Le Panhard-Chatillon en configuration ” terrain ” avec équipage, ” limber “, prolonge et pièce d’artillerie. Survivance de l’ère hippomobile, restaient les roues-bois, charronnées à large cerclage acier pour la charge remorquée, le camion évoluant pour sa part sur des roues pleines en caoutchouc dur. On distingue à l’avant le tambour du treuil
Un équipage prend son essor : outre le treuil, cette image montre mieux le double bandage des roues avant – les mêmes roues qu’à l’arrière, ce ne sont pas des jumelées. On croit même apercevoir dans la fumée du moteur une troisième remorque dans le virage. On comprend mieux la vitesse maximale de 8 km/h pour ce train routier ! Le conducteur, à droite, a quand même un “pouet-pouet” pour signaler son arrivée aux distraits.
On a tendance à croire que les premiers camions 4×4 ont été développés outre-Atlantique, par Jeffery, F.W.D. ou Nash avant ou pendant la première guerre mondiale. Fausse piste, même si les modèles U.S. sont plus connus car produits en plus grand nombre.
En effet, dans l’hexagone, nos ingénieurs du monde automobile n’étaient pas en retard, notamment chez Latil, Renault ou encore chez Panhard-et-Levassor, marque pionnière de l’automobile en général jusque dans les années soixante.
L’armée, par la voix du lieutenant-colonel de Port, avait dès 1910 sollicité les ingénieurs pour tenter de remplacer les pauvres chevaux de trait chargés de déplacer les pièces d’artillerie : la mécanisation devait, tout en rendant peut-être un service meilleur, supprimer tous les soucis d’écuries, vétérinaires, avoine et autres collatéraux de la traction hippomobile.

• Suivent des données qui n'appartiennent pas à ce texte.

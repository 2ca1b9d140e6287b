//! Speech-to-text capability port
//!
//! A narrow, one-shot interface: after [`SpeechRecognizer::start`] the
//! recognizer reports exactly one final transcript or one error to its
//! [`SpeechListener`], then stops on its own.

use std::sync::Arc;
use thiserror::Error;

#[derive(Error, Debug, Clone, PartialEq, Eq)]
pub enum SpeechError {
    #[error("Speech recognition is not supported: {0}")]
    Unsupported(String),

    #[error("Could not recognize speech: {0}")]
    Recognition(String),

    #[error("Recognition already in progress")]
    Busy,

    #[error("Recognition stopped")]
    Stopped,
}

/// Receives the outcome of one recognition.
pub trait SpeechListener: Send + Sync {
    fn on_result(&self, transcript: String);
    fn on_error(&self, error: SpeechError);
}

/// One-shot speech recognition.
pub trait SpeechRecognizer: Send + Sync {
    /// Begin listening. The outcome is delivered to `listener`.
    fn start(&self, listener: Arc<dyn SpeechListener>) -> Result<(), SpeechError>;

    /// Stop listening early. The listener receives [`SpeechError::Stopped`]
    /// unless a result was already delivered.
    fn stop(&self);
}
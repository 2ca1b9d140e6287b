//! Media value objects (image attachments and generated images).

pub mod image;
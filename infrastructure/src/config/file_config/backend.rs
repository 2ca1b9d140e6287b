//! Backend configuration from TOML (`[backend]` section)

use serde::{Deserialize, Serialize};
use std::time::Duration;
use xylos_domain::{ConfigIssue, ConfigIssueCode, Severity};

/// Raw backend configuration from TOML
#[derive(Debug, Clone, PartialEq, Eq, Serialize, Deserialize)]
#[serde(default)]
pub struct FileBackendConfig {
    /// Base URL of the hosted backend (functions, storage and auth live under it)
    pub url: String,
    /// Publishable API key sent as `apikey` and as the anonymous bearer token
    pub api_key: String,
    /// Connect timeout for every HTTP request; unset means no timeout
    pub connect_timeout_seconds: Option<u64>,
}

impl Default for FileBackendConfig {
    fn default() -> Self {
        Self {
            url: String::new(),
            api_key: String::new(),
            connect_timeout_seconds: Some(10),
        }
    }
}

impl FileBackendConfig {
    pub fn connect_timeout(&self) -> Option<Duration> {
        self.connect_timeout_seconds.map(Duration::from_secs)
    }

    pub(super) fn validate(&self, offline: bool) -> Vec<ConfigIssue> {
        let mut issues = Vec::new();

        if self.url.trim().is_empty() {
            issues.push(ConfigIssue {
                severity: if offline {
                    Severity::Warning
                } else {
                    Severity::Error
                },
                code: ConfigIssueCode::EmptyValue {
                    field: "backend.url".to_string(),
                },
                message: "backend.url is not set (use [backend] url or XYLOS_BACKEND__URL)"
                    .to_string(),
            });
        }

        if self.api_key.trim().is_empty() {
            issues.push(ConfigIssue {
                severity: Severity::Warning,
                code: ConfigIssueCode::EmptyValue {
                    field: "backend.api_key".to_string(),
                },
                message: "backend.api_key is not set, requests will likely be rejected"
                    .to_string(),
            });
        }

        if self.connect_timeout_seconds == Some(0) {
            issues.push(ConfigIssue {
                severity: Severity::Error,
                code: ConfigIssueCode::ZeroTimeout {
                    field: "backend.connect_timeout_seconds".to_string(),
                },
                message: "backend.connect_timeout_seconds cannot be 0".to_string(),
            });
        }

        issues
    }
}
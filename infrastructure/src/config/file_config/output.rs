//! Output configuration from TOML (`[output]` section)

use serde::{Deserialize, Serialize};
use xylos_domain::OutputFormat;

/// Raw output configuration from TOML
#[derive(Debug, Clone, PartialEq, Eq, Serialize, Deserialize)]
#[serde(default)]
pub struct FileOutputConfig {
    /// Format for listings such as `xylos history`
    pub format: Option<OutputFormat>,
    /// Enable colored terminal output
    pub color: bool,
}

impl Default for FileOutputConfig {
    fn default() -> Self {
        Self {
            format: None,
            color: true,
        }
    }
}
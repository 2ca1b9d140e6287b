//! Conversation history domain.

pub mod entities;
pub mod mode;
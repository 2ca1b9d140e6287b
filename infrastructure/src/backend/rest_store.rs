//! Conversation storage over the backend's PostgREST tables.
//!
//! Tables: `conversations (id, user_id, mode, created_at, updated_at)` and
//! `messages (conversation_id, role, content, created_at)`. Row-level
//! security scopes every query to the signed-in user.

use super::client::BackendClient;
use super::error::{rejection_message, store_send_error};
use async_trait::async_trait;
use reqwest::{Method, Response, StatusCode};
use serde::de::DeserializeOwned;
use tracing::debug;
use xylos_application::{ConversationStore, StoreError};
use xylos_domain::{Conversation, ConversationId, ConversationMode, Role, StoredMessage, UserId};

const CONVERSATIONS: &str = "conversations";
const MESSAGES: &str = "messages";

pub struct RestConversationStore {
    client: BackendClient,
}

impl RestConversationStore {
    pub fn new(client: BackendClient) -> Self {
        Self { client }
    }

    async fn rows<T: DeserializeOwned>(response: Response) -> Result<Vec<T>, StoreError> {
        let response = Self::check(response).await?;
        response
            .json::<Vec<T>>()
            .await
            .map_err(|e| StoreError::UnexpectedResponse(e.to_string()))
    }

    async fn check(response: Response) -> Result<Response, StoreError> {
        let status = response.status();
        if status.is_success() {
            return Ok(response);
        }
        if status == StatusCode::UNAUTHORIZED {
            return Err(StoreError::Unauthorized);
        }
        let body = response.text().await.unwrap_or_default();
        Err(StoreError::RequestFailed(format!(
            "{} ({})",
            rejection_message(&body, "storage request failed"),
            status.as_u16()
        )))
    }
}

fn eq(value: &str) -> String {
    format!("eq.{}", value)
}

#[async_trait]
impl ConversationStore for RestConversationStore {
    async fn create(
        &self,
        owner: &UserId,
        mode: ConversationMode,
    ) -> Result<Conversation, StoreError> {
        let response = self
            .client
            .rest(Method::POST, CONVERSATIONS)
            .header("Prefer", "return=representation")
            .json(&serde_json::json!({ "user_id": owner, "mode": mode }))
            .send()
            .await
            .map_err(store_send_error)?;

        Self::rows::<Conversation>(response)
            .await?
            .into_iter()
            .next()
            .ok_or_else(|| StoreError::UnexpectedResponse("insert returned no row".to_string()))
    }

    async fn list_by_owner(&self, owner: &UserId) -> Result<Vec<Conversation>, StoreError> {
        let response = self
            .client
            .rest(Method::GET, CONVERSATIONS)
            .query(&[
                ("select", "*".to_string()),
                ("user_id", eq(owner.as_str())),
                ("order", "updated_at.desc".to_string()),
            ])
            .send()
            .await
            .map_err(store_send_error)?;

        let list = Self::rows(response).await?;
        debug!("Listed {} conversations", list.len());
        Ok(list)
    }

    async fn messages(
        &self,
        conversation_id: &ConversationId,
    ) -> Result<Vec<StoredMessage>, StoreError> {
        let response = self
            .client
            .rest(Method::GET, MESSAGES)
            .query(&[
                ("select", "*".to_string()),
                ("conversation_id", eq(conversation_id.as_str())),
                ("order", "created_at.asc".to_string()),
            ])
            .send()
            .await
            .map_err(store_send_error)?;

        Self::rows(response).await
    }

    async fn first_user_message(
        &self,
        conversation_id: &ConversationId,
    ) -> Result<Option<StoredMessage>, StoreError> {
        let response = self
            .client
            .rest(Method::GET, MESSAGES)
            .query(&[
                ("select", "*".to_string()),
                ("conversation_id", eq(conversation_id.as_str())),
                ("role", eq(Role::User.as_str())),
                ("order", "created_at.asc".to_string()),
                ("limit", "1".to_string()),
            ])
            .send()
            .await
            .map_err(store_send_error)?;

        Ok(Self::rows(response).await?.into_iter().next())
    }

    async fn append_message(
        &self,
        conversation_id: &ConversationId,
        role: Role,
        content: &str,
    ) -> Result<(), StoreError> {
        let response = self
            .client
            .rest(Method::POST, MESSAGES)
            .header("Prefer", "return=minimal")
            .json(&serde_json::json!({
                "conversation_id": conversation_id,
                "role": role,
                "content": content,
            }))
            .send()
            .await
            .map_err(store_send_error)?;

        Self::check(response).await?;
        Ok(())
    }

    async fn delete(&self, conversation_id: &ConversationId) -> Result<(), StoreError> {
        let response = self
            .client
            .rest(Method::DELETE, CONVERSATIONS)
            .query(&[("id", eq(conversation_id.as_str()))])
            .send()
            .await
            .map_err(store_send_error)?;

        Self::check(response).await?;
        Ok(())
    }
}
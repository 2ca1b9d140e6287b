//! Configuration file loader with multi-source merging

use super::file_config::FileConfig;
use figment::{
    Figment,
    providers::{Env, Format, Serialized, Toml},
};
use std::path::PathBuf;

const PROJECT_FILES: [&str; 2] = ["xylos.toml", ".xylos.toml"];

/// Prefix of environment overrides, e.g. `XYLOS_BACKEND__URL`
pub const ENV_PREFIX: &str = "XYLOS_";

/// Configuration loader that handles file discovery and merging
pub struct ConfigLoader;

impl ConfigLoader {
    /// Load configuration from all sources with proper priority
    ///
    /// Priority (highest to lowest):
    /// 1. Environment: `XYLOS_<SECTION>__<KEY>`
    /// 2. Explicit config path (if provided)
    /// 3. Project root: `./xylos.toml` or `./.xylos.toml`
    /// 4. Global: `$XDG_CONFIG_HOME/xylos/config.toml`
    /// 5. Default values
    pub fn load(config_path: Option<&PathBuf>) -> Result<FileConfig, Box<figment::Error>> {
        let mut figment = Figment::new().merge(Serialized::defaults(FileConfig::default()));

        if let Some(global_path) = Self::global_config_path()
            && global_path.exists()
        {
            figment = figment.merge(Toml::file(&global_path));
        }

        if let Some(path) = Self::project_config_path() {
            figment = figment.merge(Toml::file(&path));
        }

        if let Some(path) = config_path {
            figment = figment.merge(Toml::file(path));
        }

        figment = figment.merge(Env::prefixed(ENV_PREFIX).split("__"));

        figment.extract().map_err(Box::new)
    }

    /// Load only default configuration (for --no-config)
    pub fn load_defaults() -> FileConfig {
        FileConfig::default()
    }

    /// Get the global config file path
    ///
    /// `dirs::config_dir()` honours `XDG_CONFIG_HOME` and falls back to
    /// `~/.config` on Linux.
    pub fn global_config_path() -> Option<PathBuf> {
        dirs::config_dir().map(|d| d.join("xylos").join("config.toml"))
    }

    /// Get the project-level config file path (if it exists)
    pub fn project_config_path() -> Option<PathBuf> {
        PROJECT_FILES
            .iter()
            .map(PathBuf::from)
            .find(|path| path.exists())
    }

    /// Describe the config sources being used (for `--show-config`)
    pub fn describe_sources(config_path: Option<&PathBuf>) -> Vec<String> {
        let mut lines = vec!["Configuration sources (in priority order):".to_string()];

        lines.push(format!("  [ENV  ] Environment: {}<SECTION>__<KEY>", ENV_PREFIX));

        if let Some(path) = config_path {
            let mark = if path.exists() { "FOUND" } else { "MISS " };
            lines.push(format!("  [{}] Explicit: {}", mark, path.display()));
        }

        match Self::project_config_path() {
            Some(path) => lines.push(format!("  [FOUND] Project: {}", path.display())),
            None => lines.push("  [     ] Project: ./xylos.toml or ./.xylos.toml".to_string()),
        }

        if let Some(path) = Self::global_config_path() {
            let mark = if path.exists() { "FOUND" } else { "     " };
            lines.push(format!("  [{}] Global:  {}", mark, path.display()));
        }

        lines.push("  [     ] Default: built-in defaults".to_string());
        lines
    }
}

S’alliant au savoir-faire métallurgique de la société Chatillon-Commentry, la firme Panhard-et-Levassor mit donc au point un engin d’avant-garde. Certes, il ressemblait à première vue, à un camion ordinaire, bien que ses drôles de roues pouvaient étonner avec leur grand voile central et leurs nombreux petits rayons. L’innovation se situait là où on ne voit rien de loin : côté mécanique. Les ingénieurs en effet, partant d’un modeste moteur de quatre cylindres développant tout juste 40 chevaux-vapeur à la lente rotation de 1000 tours/minute – à peine mieux qu’un ralenti moderne – réussirent à faire rouler ce camion à quatre roues motrices à…, 17 km/h en solo, et moitié moins vite avec son attelage d’artillerie de 15 tonnes au moins, selon la pièce. Car, devant le canon, il y avait aussi la “prolonge”, le caisson – le “limber” des anglais – avec outils et munitions.
Une boite de vitesses à pignons droits du type “solide de chez solide” alimentait en puissance démultipliée un énorme boîtier de différentiel placé au centre du camion, à mi-chemin d’un empattement de 3,30 mètres. De chaque côté de ce robuste différentiel jouant le rôle de répartiteur, deux renvois d’angle transmettaient le mouvement aux quatre roues par quatre arbres différents, avec de nouveau un renvoi d’angle à chaque roue. Ce que l’on appelle une cascade de pignons, au demeurant dévoreuse d’énergie. Comme celle-ci était rare, la lenteur s’explique. Tout comme le faible rayon de braquage du à cette mécanique lourde et aux freins sur les quatre roues, ce qui n’était pas un équipement dominant à l’époque. Et, de part et d’autre de ce différentiel central, à la hauteur du siège conducteur, les deux petits tambours du frein à main, bien visibles de l’extérieur. Sans oublier un petit treuil-tambour à l’avant.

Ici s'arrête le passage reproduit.